'I want to hit it 440': Gordon plans to power up

March 13th, 2023

FORT MYERS, Fla. -- hit 28 homers in total across parts of seven seasons in the Minor Leagues. Now, he has his sights set on a 20-homer season in the big leagues.

Gone is the wiry singles hitter who went to the plate trying to poke the ball through the hole in the infield or smack a ball over the second baseman’s head. Gordon brought a different intent and swing to the batter’s box last season -- and he has now seen how well he can damage baseballs when he goes up to the plate, trying to drive the ball as far as he can on every swing.

Now, he believes in his power -- and as he continues to fill out his 6-foot frame, he’s excited to see how far he can take this new phase of his career.

“Even in the Minor Leagues, I felt like I could hit the ball hard, but I didn't really believe I could drive the ball as well as some of the other guys,” Gordon said. “I didn't really trust that I did have enough power to hit home runs and things like that.”

It’s a combination of that new intent and tweaks with hitting coach David Popkins to Gordon's lower half and barrel direction in the swing that have him feeling so empowered. It was early last season in Kansas City, Gordon said, that he decided to bring the changes into a game. He crushed a drive toward Kauffman Stadium’s deep right-center-field gap for a triple, and had it not been for a stiff wind, he figured it would have been gone.

“OK, I can do it,” he realized.

“Completely different [swing],” Popkins said. “The speed he's creating, the power that he's creating for a guy of his weight is pretty special. Now, he's kind of blending the hitter that he was with that now. He's done it extremely well so far this spring. We're very excited for that swing.”

Gordon hit nine homers and 28 doubles in 138 games last season, with a .427 slugging percentage that would have seemed fanciful in his early days in the organization. The Statcast numbers love what happens when the ball comes off Gordon’s bat, as he ranked in MLB’s 80th percentile in average exit velocity and in the 74th percentile in hard-hit rate last season.
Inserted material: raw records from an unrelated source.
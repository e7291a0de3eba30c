//! Application error types.

use axum::{
    Json,
    http::StatusCode,
    response::{IntoResponse, Response},
};
use roster_core::auth::login::LoginError;
use roster_core::auth::registration::RegistrationError;
use roster_core::auth::{AuthError, TokenError, UserCreationError};
use thiserror::Error;
use tracing::error;

use crate::models::ErrorResponse;

/// Convenience alias for handler return types.
pub type AppResult<T> = Result<T, AppError>;

/// Application-level errors with HTTP status mapping.
#[derive(Debug, Error)]
pub enum AppError {
    #[error("Validation error: {0}")]
    Validation(String),

    #[error("Unauthorized: {0}")]
    Unauthorized(String),

    #[error("Internal server error")]
    Internal(String),
}

impl IntoResponse for AppError {
    fn into_response(self) -> Response {
        let (status, error, message) = match &self {
            AppError::Validation(m) => (StatusCode::BAD_REQUEST, "validation_error", m.as_str()),
            AppError::Unauthorized(m) => (StatusCode::UNAUTHORIZED, "unauthorized", m.as_str()),
            AppError::Internal(detail) => {
                error!(%detail, "request failed");
                (
                    StatusCode::INTERNAL_SERVER_ERROR,
                    "internal_error",
                    "Internal server error",
                )
            }
        };
        let body = Json(ErrorResponse {
            error: error.to_string(),
            message: message.to_string(),
        });
        (status, body).into_response()
    }
}

impl From<UserCreationError> for AppError {
    fn from(e: UserCreationError) -> Self {
        let message = e.to_string();
        match e {
            UserCreationError::MissingUsername | UserCreationError::DuplicateUsername(_) => {
                AppError::Validation(message)
            }
            UserCreationError::Hashing(_) | UserCreationError::DbError(_) => {
                AppError::Internal(message)
            }
        }
    }
}

impl From<RegistrationError> for AppError {
    fn from(e: RegistrationError) -> Self {
        match e {
            RegistrationError::UserCreation(e) => AppError::from(e),
            RegistrationError::TokenIssuance(e) => AppError::Internal(e.to_string()),
        }
    }
}

impl From<TokenError> for AppError {
    fn from(e: TokenError) -> Self {
        match e {
            TokenError::Invalid(_) | TokenError::WrongType(_) => {
                AppError::Unauthorized("Token is invalid or expired".into())
            }
            TokenError::Issuance(e) => AppError::Internal(e.to_string()),
        }
    }
}

impl From<AuthError> for AppError {
    fn from(e: AuthError) -> Self {
        match e {
            AuthError::CredentialError => AppError::Unauthorized("Invalid credentials".into()),
            AuthError::DbError(_) | AuthError::Internal(_) => AppError::Internal(e.to_string()),
        }
    }
}

impl From<LoginError> for AppError {
    fn from(e: LoginError) -> Self {
        match e {
            LoginError::Auth(e) => AppError::from(e),
            LoginError::TokenIssuance(e) => AppError::Internal(e.to_string()),
        }
    }
}

#[cfg(test)]
mod tests {
    use roster_core::auth::TokenIssuanceError;
    use roster_core::models::auth::TokenType;

    use super::*;

    fn status_of(e: impl Into<AppError>) -> StatusCode {
        e.into().into_response().status()
    }

    #[test]
    fn user_creation_errors_map_to_bad_request() {
        assert_eq!(
            status_of(UserCreationError::DuplicateUsername("alice".into())),
            StatusCode::BAD_REQUEST
        );
        assert_eq!(
            status_of(UserCreationError::MissingUsername),
            StatusCode::BAD_REQUEST
        );
        assert_eq!(
            status_of(UserCreationError::Hashing("boom".into())),
            StatusCode::INTERNAL_SERVER_ERROR
        );
    }

    #[test]
    fn issuance_errors_map_to_internal() {
        assert_eq!(
            status_of(RegistrationError::TokenIssuance(TokenIssuanceError::MissingKey)),
            StatusCode::INTERNAL_SERVER_ERROR
        );
        assert_eq!(
            status_of(TokenError::Issuance(TokenIssuanceError::MissingKey)),
            StatusCode::INTERNAL_SERVER_ERROR
        );
    }

    #[test]
    fn login_errors_map_by_cause() {
        assert_eq!(
            status_of(LoginError::Auth(AuthError::CredentialError)),
            StatusCode::UNAUTHORIZED
        );
        assert_eq!(
            status_of(LoginError::Auth(AuthError::Internal("bcrypt".into()))),
            StatusCode::INTERNAL_SERVER_ERROR
        );
        assert_eq!(
            status_of(LoginError::TokenIssuance(TokenIssuanceError::MissingKey)),
            StatusCode::INTERNAL_SERVER_ERROR
        );
    }

    #[test]
    fn rejected_tokens_map_to_unauthorized() {
        assert_eq!(
            status_of(TokenError::WrongType(TokenType::Refresh)),
            StatusCode::UNAUTHORIZED
        );
        assert_eq!(
            status_of(TokenError::Invalid("bad".into())),
            StatusCode::UNAUTHORIZED
        );
    }
}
His season culminated with his biggest swing on Aug. 30, when he crushed a 416-foot blast to the upper deck for his first career grand slam, capping a six-RBI day that only made him want even more.

“It feels good, makes you want to get stronger,” Gordon said. “Because I want to hit it 440 [feet].”
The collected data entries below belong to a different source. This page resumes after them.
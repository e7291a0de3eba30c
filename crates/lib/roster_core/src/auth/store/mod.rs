//! User store collaborators.
//!
//! A store hands out units of work ([`UserStoreTx`]). Accounts created inside
//! a unit of work become visible only after [`UserStoreTx::commit`]; dropping
//! an uncommitted unit discards them and frees their usernames.

pub mod memory;
pub mod postgres;

use async_trait::async_trait;
use uuid::Uuid;

use super::{AuthError, UserCreationError};
use crate::models::auth::{NewUser, UserRecord};

pub use memory::MemoryUserStore;
pub use postgres::PgUserStore;

/// Persists user accounts and enforces username uniqueness.
#[async_trait]
pub trait UserStore: Send + Sync {
    /// Open a new unit of work.
    async fn begin(&self) -> Result<Box<dyn UserStoreTx>, UserCreationError>;

    /// Fetch a committed user by ID.
    async fn find_by_id(&self, id: Uuid) -> Result<Option<UserRecord>, AuthError>;

    /// Fetch a committed user by exact username.
    async fn find_by_username(&self, username: &str) -> Result<Option<UserRecord>, AuthError>;
}

/// One unit of work against a [`UserStore`].
#[async_trait]
pub trait UserStoreTx: Send {
    /// Create a user: rejects empty or taken usernames, hashes the password,
    /// normalizes the email and assigns an ID. The password is hashed before
    /// the store is touched.
    async fn create_user(&mut self, new_user: NewUser) -> Result<UserRecord, UserCreationError>;

    /// Make every account created in this unit of work durable.
    async fn commit(self: Box<Self>) -> Result<(), UserCreationError>;
}

/// Lower-case the domain part of an email address, leaving the local part as is.
pub fn normalize_email(email: &str) -> String {
    match email.rsplit_once('@') {
        Some((local, domain)) => format!("{local}@{}", domain.to_lowercase()),
        None => email.to_string(),
    }
}
//! Database migration support.
//!
//! Embeds and runs SQL migrations from `roster_core/migrations/`.

use sqlx::PgPool;

/// Run all embedded database migrations against the given pool.
pub async fn migrate(pool: &PgPool) -> Result<(), sqlx::migrate::MigrateError> {
    sqlx::migrate!("./migrations").run(pool).await
}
The cooperation of Gordon’s body has helped following a brutal few years hampered by gastritis and COVID-19. He reported to camp two years ago at 153 pounds, which spiked to 170 pounds when he arrived last spring. This year, he came in at 178 pounds -- with the hopes of gaining another five or six pounds by Opening Day.

And though Gordon knows that his batted ball metrics were strong, he’s also aware that his plate discipline metrics were quite poor, and that’s a focus of his continued improvement. He ranked in MLB’s sixth percentile in both chase rate and walk rate, also whiffing at too many pitches -- and he knows that walks are increasingly important in the modern game.
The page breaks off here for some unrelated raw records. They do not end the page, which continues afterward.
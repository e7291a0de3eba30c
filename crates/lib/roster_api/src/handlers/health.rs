//! Health check endpoint.

use axum::Json;

use crate::models::HealthResponse;

/// `GET /api/health` — reports liveness and the core library version.
pub async fn health() -> Json<HealthResponse> {
    Json(HealthResponse {
        status: "ok".into(),
        version: roster_core::version().to_string(),
    })
}
//! Authentication domain models.
//!
//! These are internal domain models, distinct from the HTTP request/response
//! types in `roster_api::models`.

use std::fmt;

use chrono::{DateTime, Utc};
use serde::{Deserialize, Serialize};
use uuid::Uuid;

/// Input for creating a user. The password is plaintext and never persisted.
#[derive(Clone)]
pub struct NewUser {
    pub username: String,
    pub email: String,
    pub password: String,
}

impl fmt::Debug for NewUser {
    fn fmt(&self, f: &mut fmt::Formatter<'_>) -> fmt::Result {
        f.debug_struct("NewUser")
            .field("username", &self.username)
            .field("email", &self.email)
            .field("password", &"<redacted>")
            .finish()
    }
}

/// Persisted user account, owned by the user store.
#[derive(Clone, PartialEq, Eq)]
pub struct UserRecord {
    pub id: Uuid,
    pub username: String,
    pub email: String,
    pub password_hash: String,
    pub created_at: DateTime<Utc>,
}

impl fmt::Debug for UserRecord {
    fn fmt(&self, f: &mut fmt::Formatter<'_>) -> fmt::Result {
        f.debug_struct("UserRecord")
            .field("id", &self.id)
            .field("username", &self.username)
            .field("email", &self.email)
            .field("password_hash", &"<redacted>")
            .field("created_at", &self.created_at)
            .finish()
    }
}

/// The subset of a [`UserRecord`] safe to return to clients.
#[derive(Debug, Clone, PartialEq, Eq, Serialize, Deserialize)]
pub struct PublicUserView {
    pub id: Uuid,
    pub username: String,
    pub email: String,
}

impl From<&UserRecord> for PublicUserView {
    fn from(user: &UserRecord) -> Self {
        Self {
            id: user.id,
            username: user.username.clone(),
            email: user.email.clone(),
        }
    }
}

/// Signed access + refresh tokens bound to one user.
#[derive(Debug, Clone, PartialEq, Eq)]
pub struct TokenPair {
    pub access: String,
    pub refresh: String,
}

/// Which half of a [`TokenPair`] a token is.
#[derive(Debug, Clone, Copy, PartialEq, Eq, Serialize, Deserialize)]
#[serde(rename_all = "lowercase")]
pub enum TokenType {
    Access,
    Refresh,
}

impl fmt::Display for TokenType {
    fn fmt(&self, f: &mut fmt::Formatter<'_>) -> fmt::Result {
        match self {
            TokenType::Access => f.write_str("access"),
            TokenType::Refresh => f.write_str("refresh"),
        }
    }
}

/// JWT claims embedded in both access and refresh tokens.
#[derive(Debug, Clone, Serialize, Deserialize)]
pub struct TokenClaims {
    /// `access` or `refresh`.
    pub token_type: TokenType,
    /// Subject — user ID (standard JWT `sub` claim).
    pub sub: String,
    /// Expiry (unix timestamp).
    pub exp: i64,
    /// Issued at (unix timestamp).
    pub iat: i64,
    /// Unique token ID.
    pub jti: String,
}

impl TokenClaims {
    /// Parse the subject back into a user ID.
    pub fn user_id(&self) -> Option<Uuid> {
        Uuid::parse_str(&self.sub).ok()
    }
}

/// Result of a successful registration.
#[derive(Debug, Clone, Serialize)]
pub struct RegistrationResponse {
    pub user: PublicUserView,
    pub access: String,
    pub refresh: String,
}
He says he’s trying to work with game-like intent and intensity in everything he does, from cage work and batting practice, being selective in those settings and looking for his pitches to drive, so that he can still be aggressive in games -- but be smarter about it.

“If there were days where I didn't feel my best or days where the results weren't the best, it never really was the swing or the contact or things like that,” Gordon said. “It was more so me just swinging at terrible pitches and me just putting myself in a hole.”

Though Gordon is down with a left high ankle sprain, his progression back to the field continued on Monday with fielding drills and live at-bats against Kenta Maeda. It looks like it shouldn’t be too long before he’s back to filling in everywhere around the diamond -- and, now, hitting the ball even farther than he could have thought.

“If you're saying he's kind of surprising himself, even sometimes, great,” manager Rocco Baldelli said. “I hope he shocks himself all year long and he's driving it all over the ballpark.”